_PROBLEM_
In the entries below, spot each line with the word "Result" and copy it.

_TASK INPUTS_
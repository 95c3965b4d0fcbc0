/*!
 * System integration
 * Every macOS tool the daemon drives goes through a CommandRunner
 */

mod command;
#[cfg(test)]
pub(crate) mod fake;

pub use command::{CommandOutput, CommandRunner, SystemRunner, DEFAULT_TIMEOUT};

use std::env;
use std::path::PathBuf;

pub const NETWORKSETUP: &str = "/usr/sbin/networksetup";
pub const IFCONFIG: &str = "/sbin/ifconfig";
pub const IPCONFIG: &str = "/usr/sbin/ipconfig";
pub const OSASCRIPT: &str = "/usr/bin/osascript";
pub const LAUNCHCTL: &str = "/bin/launchctl";

/// Looks `name` up on `PATH`, the way a shell would.
pub fn find_in_path(name: &str) -> Option<PathBuf> {
    let path = env::var_os("PATH")?;
    env::split_paths(&path)
        .map(|dir| dir.join(name))
        .find(|candidate| candidate.is_file())
}

pub(crate) fn render_command(program: &str, args: &[&str]) -> String {
    let mut command = program.to_string();
    for arg in args {
        command.push(' ');
        command.push_str(arg);
    }
    command
}
//! Simulated macOS host for tests. Answers the handful of commands the daemon
//! issues with output shaped like the real tools.

use std::collections::HashMap;
use std::sync::{Arc, Mutex, MutexGuard};

use super::{render_command, CommandOutput, CommandRunner};
use super::{IFCONFIG, IPCONFIG, LAUNCHCTL, NETWORKSETUP, OSASCRIPT};
use crate::error::CommandError;

pub const WIRED_PORT: &str = "Thunderbolt Ethernet Slot 1";
pub const WIRED_DEVICE: &str = "en10";

#[derive(Debug, Clone, Default)]
pub struct FakeLink {
    pub active: bool,
    pub ipv4: Option<String>,
}

#[derive(Debug, Default)]
pub struct HostState {
    /// (hardware port name, device)
    pub ports: Vec<(String, String)>,
    pub links: HashMap<String, FakeLink>,
    pub wifi_on: bool,
    /// Network the radio joins while powered.
    pub ssid: Option<String>,
    pub power_query_fails: bool,
    pub set_power_fails: bool,
    pub loaded_agents: Vec<String>,
    pub calls: Vec<String>,
}

#[derive(Debug, Clone, Default)]
pub struct FakeHost {
    state: Arc<Mutex<HostState>>,
}

impl FakeHost {
    /// A laptop with Wi-Fi on en0, a Thunderbolt Ethernet adapter on en10 with
    /// no cable, and the usual Thunderbolt pseudo ports.
    pub fn macbook() -> Self {
        let host = Self::default();
        {
            let mut state = host.state();
            state.ports = vec![
                ("Wi-Fi".to_string(), "en0".to_string()),
                ("Thunderbolt Bridge".to_string(), "bridge0".to_string()),
                ("Thunderbolt 1".to_string(), "en1".to_string()),
                (WIRED_PORT.to_string(), WIRED_DEVICE.to_string()),
            ];
            state.links.insert(
                "en1".to_string(),
                FakeLink {
                    active: true,
                    ipv4: Some("169.254.12.7".to_string()),
                },
            );
            state.links.insert(WIRED_DEVICE.to_string(), FakeLink::default());
            state.wifi_on = true;
        }
        host
    }

    pub fn state(&self) -> MutexGuard<'_, HostState> {
        self.state.lock().unwrap()
    }

    pub fn plug_cable(&self) {
        self.state().links.insert(
            WIRED_DEVICE.to_string(),
            FakeLink {
                active: true,
                ipv4: Some("10.20.0.15".to_string()),
            },
        );
    }

    pub fn unplug_cable(&self) {
        self.state()
            .links
            .insert(WIRED_DEVICE.to_string(), FakeLink::default());
    }

    pub fn set_wifi(&self, on: bool) {
        self.state().wifi_on = on;
    }

    pub fn set_ssid(&self, ssid: Option<&str>) {
        self.state().ssid = ssid.map(str::to_string);
    }

    pub fn wifi_on(&self) -> bool {
        self.state().wifi_on
    }

    pub fn calls(&self) -> Vec<String> {
        self.state().calls.clone()
    }

    /// Target of every `networksetup -setairportpower` invocation, e.g. `off`.
    pub fn toggles(&self) -> Vec<String> {
        let prefix = format!("{NETWORKSETUP} -setairportpower ");
        self.calls()
            .iter()
            .filter_map(|call| call.strip_prefix(&prefix))
            .filter_map(|rest| rest.rsplit(' ').next().map(str::to_string))
            .collect()
    }

    /// AppleScript bodies handed to osascript.
    pub fn notifications(&self) -> Vec<String> {
        self.calls()
            .iter()
            .filter_map(|call| call.strip_prefix(&format!("{OSASCRIPT} -e ")))
            .map(str::to_string)
            .collect()
    }

    pub fn clear_calls(&self) {
        self.state().calls.clear();
    }

    fn respond(&self, program: &str, args: &[&str]) -> Result<CommandOutput, CommandError> {
        let mut state = self.state();
        state.calls.push(render_command(program, args));

        match (program, args) {
            (NETWORKSETUP, ["-listallhardwareports"]) => Ok(ok(hardware_ports(&state.ports))),
            (NETWORKSETUP, ["-getairportpower", device]) => {
                if state.power_query_fails {
                    return Ok(failed(
                        10,
                        "** Error: The parameters were not valid.".to_string(),
                    ));
                }
                let power = if state.wifi_on { "On" } else { "Off" };
                Ok(ok(format!("Wi-Fi Power ({device}): {power}")))
            }
            (NETWORKSETUP, ["-setairportpower", _, power]) => {
                if state.set_power_fails {
                    return Ok(failed(1, "Error: -setairportpower failed".to_string()));
                }
                state.wifi_on = *power == "on";
                Ok(ok(String::new()))
            }
            (NETWORKSETUP, ["-getairportnetwork", _]) => match (&state.ssid, state.wifi_on) {
                (Some(ssid), true) => Ok(ok(format!("Current Wi-Fi Network: {ssid}"))),
                _ => Ok(ok(
                    "You are not associated with an AirPort network.".to_string()
                )),
            },
            (IFCONFIG, [device]) => match state.links.get(*device) {
                Some(link) => Ok(ok(ifconfig(device, link))),
                None => Ok(failed(
                    1,
                    format!("ifconfig: interface {device} does not exist"),
                )),
            },
            (IPCONFIG, ["getifaddr", device]) => {
                match state.links.get(*device).and_then(|link| link.ipv4.clone()) {
                    Some(ip) => Ok(ok(ip)),
                    None => Ok(failed(1, String::new())),
                }
            }
            (OSASCRIPT, ["-e", _]) => Ok(ok(String::new())),
            (LAUNCHCTL, ["bootout", target]) => {
                let label = target.rsplit('/').next().unwrap_or_default().to_string();
                let before = state.loaded_agents.len();
                state.loaded_agents.retain(|loaded| *loaded != label);
                if state.loaded_agents.len() == before {
                    Ok(failed(3, "Boot-out failed: 3: No such process".to_string()))
                } else {
                    Ok(ok(String::new()))
                }
            }
            (LAUNCHCTL, ["bootstrap", _, plist]) => {
                let label = std::path::Path::new(plist)
                    .file_stem()
                    .map(|stem| stem.to_string_lossy().to_string())
                    .unwrap_or_default();
                state.loaded_agents.push(label);
                Ok(ok(String::new()))
            }
            _ => Err(CommandError::NotFound {
                program: program.to_string(),
            }),
        }
    }
}

impl CommandRunner for FakeHost {
    async fn output(&self, program: &str, args: &[&str]) -> Result<CommandOutput, CommandError> {
        self.respond(program, args)
    }
}

fn ok(stdout: String) -> CommandOutput {
    CommandOutput {
        status: 0,
        stdout,
        stderr: String::new(),
    }
}

fn failed(status: i32, stderr: String) -> CommandOutput {
    CommandOutput {
        status,
        stdout: String::new(),
        stderr,
    }
}

fn hardware_ports(ports: &[(String, String)]) -> String {
    let mut out = String::new();
    for (index, (name, device)) in ports.iter().enumerate() {
        out.push_str(&format!(
            "Hardware Port: {name}\nDevice: {device}\nEthernet Address: 3c:22:fb:00:00:{index:02x}\n\n"
        ));
    }
    out.push_str("VLAN Configurations\n===================");
    out
}

fn ifconfig(device: &str, link: &FakeLink) -> String {
    let mut out = format!(
        "{device}: flags=8863<UP,BROADCAST,SMART,RUNNING,SIMPLEX,MULTICAST> mtu 1500\n\
         \tether 3c:22:fb:11:22:33\n"
    );
    if let Some(ip) = &link.ipv4 {
        out.push_str(&format!("\tinet {ip} netmask 0xffffff00 broadcast 10.20.0.255\n"));
    }
    out.push_str("\tmedia: autoselect\n");
    out.push_str(if link.active {
        "\tstatus: active"
    } else {
        "\tstatus: inactive"
    });
    out
}

#[cfg(test)]
mod tests {
    use super::*;

    #[tokio::test]
    async fn toggles_ignore_quoted_commands() {
        let host = FakeHost::macbook();
        host.run(NETWORKSETUP, &["-setairportpower", "en0", "off"]).await.unwrap();
        host.run(
            OSASCRIPT,
            &["-e", "display notification \"networksetup -setairportpower en0 off\" sound name \"Funk\""],
        )
        .await
        .unwrap();
        assert_eq!(host.toggles(), vec!["off"]);
        assert_eq!(host.notifications().len(), 1);
    }
}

_ANSWER_
    fn respond(&self, program: &str, args: &[&str]) -> Result<CommandOutput, CommandError> {
    async fn output(&self, program: &str, args: &[&str]) -> Result<CommandOutput, CommandError> {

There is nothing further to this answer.